Antibiotic Therapy in Cp-Positive OAEMZLs

The use of antibiotic therapy in patients with Cp-positive OAEMZL has been evaluated in several studies [22,23,24,25,26,27], since Ferreri et al. first described its effectiveness (complete remission in 71.4% of treated cases (n = 7)) in 2004 [12]. These studies showed overall response rates ranging from 33 to 65% [22,23,24,25,26,27,28]. However, only three studies assessed the response to antibiotic therapy stratified to Cp-positive and Cp-negative cases [23, 25, 26]. Only one study could show an improved response rate for Cp-positive OAEMZL (86% vs 47%; p = 0.02 (n = 34)) [25], whereas the other studies failed to detect a statistically significant difference (p = 1.000 (n = 36) [26]; p = 0.25 (n = 27) [23]), even after stratifying for complete remission p = 0.18 [23]. Interestingly, also patients suffering from Cp-negative OAEMZL did benefit from an antibiotic therapy with response rates ranging from 38 to 60% [23, 25, 26]. This could be due to eradication of other unknown microbes or via direct antitumor activity which has been shown for clarithromycin in animal models [76]. Possible evidence for the later hypothesis could be shown in two trials in which relapsed or refractory EMZLs were treated with clarithromycin (over all response ranging from 38 to 52% (95% CI, 12–64% and 32–72%) [28, 29••]. The authors concluded that the observed regression was rather due to a direct antitumor or immunomodulatory effect of clarithromycin than bacterial eradication since there was no evidence of bacterial infection at the time of study entry and antibiotic therapy received prior to enrollment was either refractory or a relapse occurred [28, 29••]. However, a retrospective study evaluating the benefit of antibiotic therapy (doxycycline) regardless of the Cp status could not show any effect of lymphoma regression whatsoever [77], thus leaving the question unanswered whether antibiotic therapy should be used in patients regardless of their Cp status.

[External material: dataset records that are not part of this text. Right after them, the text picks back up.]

//! Status ordering policy for out-of-order webhooks.

use partyhaus_config_and_utils::EmailStatusPolicy;
use partyhaus_database::EmailStatus;

/// Status to store when an event proposing `proposed` arrives for a log
/// currently at `current`.
///
/// `LastWriteWins` applies every event in arrival order. `ForwardOnly`
/// keeps the higher-ranked status and never leaves bounced or complained.
pub fn resolve_status(
    policy: EmailStatusPolicy,
    current: EmailStatus,
    proposed: EmailStatus,
) -> EmailStatus {
    match policy {
        EmailStatusPolicy::LastWriteWins => proposed,
        EmailStatusPolicy::ForwardOnly => {
            if current.is_terminal() || proposed.rank() < current.rank() {
                current
            } else {
                proposed
            }
        }
    }
}
//! Shared fixtures for the crate's unit tests.

use crate::SqliteDeliveryStore;
use partyhaus_database::{
    queries, AsyncDatabase, EmailStatus, GuestStatus, NewEmailLog, NewEvent, NewGuest,
};

/// In-memory store with event `e1` (host `u1`) and guest `g1`.
pub async fn seeded_sqlite() -> SqliteDeliveryStore {
    let db = AsyncDatabase::open_in_memory().await.unwrap();
    db.call(|conn| {
        queries::insert_event(
            conn,
            &NewEvent {
                id: "e1".into(),
                name: "Launch <Party>".into(),
                description: Some("Rooftop & snacks".into()),
                location: Some("Pier 7".into()),
                event_date: "2026-11-01T18:00:00Z".into(),
                host_id: "u1".into(),
                is_public: false,
                max_guests: None,
            },
        )?;
        queries::insert_guest(
            conn,
            &NewGuest {
                id: "g1".into(),
                event_id: "e1".into(),
                user_id: None,
                name: "Ada".into(),
                email: "ada@example.com".into(),
                status: GuestStatus::Pending,
            },
        )
    })
    .await
    .unwrap();
    SqliteDeliveryStore::new(db)
}

/// Seeded store plus log `l1` for provider id `em_1`, current for `g1`.
pub async fn seeded_with_log() -> SqliteDeliveryStore {
    let store = seeded_sqlite().await;
    store
        .database()
        .call(|conn| {
            queries::insert_email_log(
                conn,
                &NewEmailLog {
                    id: "l1".into(),
                    resend_email_id: "em_1".into(),
                    guest_id: Some("g1".into()),
                    status: EmailStatus::Sent,
                    sent_at: None,
                },
            )?;
            queries::set_guest_current_email(conn, "g1", "l1", EmailStatus::Sent)
        })
        .await
        .unwrap();
    store
}
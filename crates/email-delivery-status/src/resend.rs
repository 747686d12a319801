//! Resend email-send client.

use crate::{DeliveryError, DeliveryResult};
use serde::{Deserialize, Serialize};
use tracing::{debug, error};

pub const DEFAULT_RESEND_API_URL: &str = "https://api.resend.com";

/// Body of `POST /emails`.
#[derive(Debug, Clone, PartialEq, Serialize)]
pub struct OutboundEmail {
    pub from: String,
    pub to: Vec<String>,
    pub subject: String,
    pub html: String,
}

#[derive(Deserialize)]
struct SendResponse {
    id: String,
}

#[derive(Clone)]
pub struct ResendClient {
    http_client: reqwest::Client,
    api_url: String,
    api_key: String,
}

impl ResendClient {
    pub fn new(api_key: impl Into<String>) -> Self {
        Self::with_api_url(DEFAULT_RESEND_API_URL, api_key)
    }

    pub fn with_api_url(api_url: impl Into<String>, api_key: impl Into<String>) -> Self {
        Self {
            http_client: reqwest::Client::new(),
            api_url: api_url.into().trim_end_matches('/').to_string(),
            api_key: api_key.into(),
        }
    }

    /// Send one email and return the provider-assigned id.
    pub async fn send(&self, email: &OutboundEmail) -> DeliveryResult<String> {
        let response = self
            .http_client
            .post(format!("{}/emails", self.api_url))
            .header("Authorization", format!("Bearer {}", self.api_key))
            .json(email)
            .send()
            .await?;

        let status = response.status();
        if !status.is_success() {
            let body = response.text().await.unwrap_or_default();
            error!(status = %status, body_len = body.len(), "Resend rejected email");
            return Err(DeliveryError::Resend {
                status: status.as_u16(),
                message: provider_message(&body),
            });
        }

        let sent: SendResponse = response.json().await?;
        debug!(resend_email_id = %sent.id, to = email.to.len(), "Email accepted by Resend");
        Ok(sent.id)
    }
}

/// The `message` field of a Resend error body, or a generic fallback.
fn provider_message(body: &str) -> String {
    serde_json::from_str::<serde_json::Value>(body)
        .ok()
        .and_then(|v| v.get("message").and_then(|m| m.as_str()).map(str::to_string))
        .unwrap_or_else(|| "send failed".to_string())
}
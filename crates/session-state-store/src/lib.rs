//! Client-side session state for PartyHaus.
//!
//! One authoritative cache of `{user, current_page, current_event, events,
//! guests, loaded_event_ids, fetching, is_loading}`:
//!
//! - [`reduce`] is the pure transition function from [`Action`] to state
//!   plus [`Effect`]s
//! - [`SessionStore`] runs those effects against a [`SessionBackend`] and
//!   [`ClientStorage`](partyhaus_storage::ClientStorage), feeding results back
//!   in as actions
//! - [`HydrationPhase`] gates rendering: a stale persisted current event is
//!   suppressed until a fresh events list arrives
//!
//! At most one guest fetch is authoritative at a time. Each fetch carries a
//! [`FetchTicket`]; a result whose ticket no longer matches the slot is
//! discarded on arrival.

mod action;
mod backend;
mod error;
mod hydration;
mod reducer;
mod state;
mod store;

#[cfg(test)]
mod tests;

pub use action::{Action, Effect};
pub use backend::{SessionBackend, SupabaseSessionBackend};
pub use error::{StoreError, StoreResult};
pub use hydration::{HydrationInput, HydrationMachine, HydrationMachineState, HydrationPhase};
pub use reducer::reduce;
pub use state::{FetchTicket, Page, PersistedSession, SessionState};
pub use store::SessionStore;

Nevertheless, treatment with doxycycline [22,23,24,25,26,27,28, 29••] or clarithromycin [28, 29••] has been shown to be an effective treatment for OAEMZL, especially in Cp-positive cases [25], and can therefore be seen as an optional therapeutic approach for patients with Cp-positive OAEMZL.

Conclusion

Based upon the aforementioned evidence, we propose a similar model as Suarez et al. [58] regarding the pathogenesis of OAEMZL that comprises four phases:

  1. 1.

    Cp infection takes place establishing an inflammatory microenvironment in which specific Ag selection to either Cp or auto-antigens occurs leading to the proliferation and somatic hypermutation of specific polyclonal B cells.

  2. 2.

    This is followed by a phase of persistent or recurrent infection (due to exogenic factors, e.g., animals) that leads to neoplastic transformations, either due to mutagenic agents (e.g., ROS), epigenetic changes (e.g., promoter methylation), or both.

  3. 3.

    These changes in a monoclonal Ag-specific B cell lead to increased proliferation and the overgrowth of other Ag-specific B cells but the Cp-induced microenvironment is still mandatory to proliferate substantially.

  4. 4.

    One monoclonal Ag-specific B cell acquires further oncogenic mutations that lead to Cp- and Ag-independent proliferation.

However, further pathophysiological studies and prospective multi-centered clinical trials are needed to validate this model and elucidate the question whether all patients with OAEMZL should receive antibiotic therapy regardless of their Cp status or not.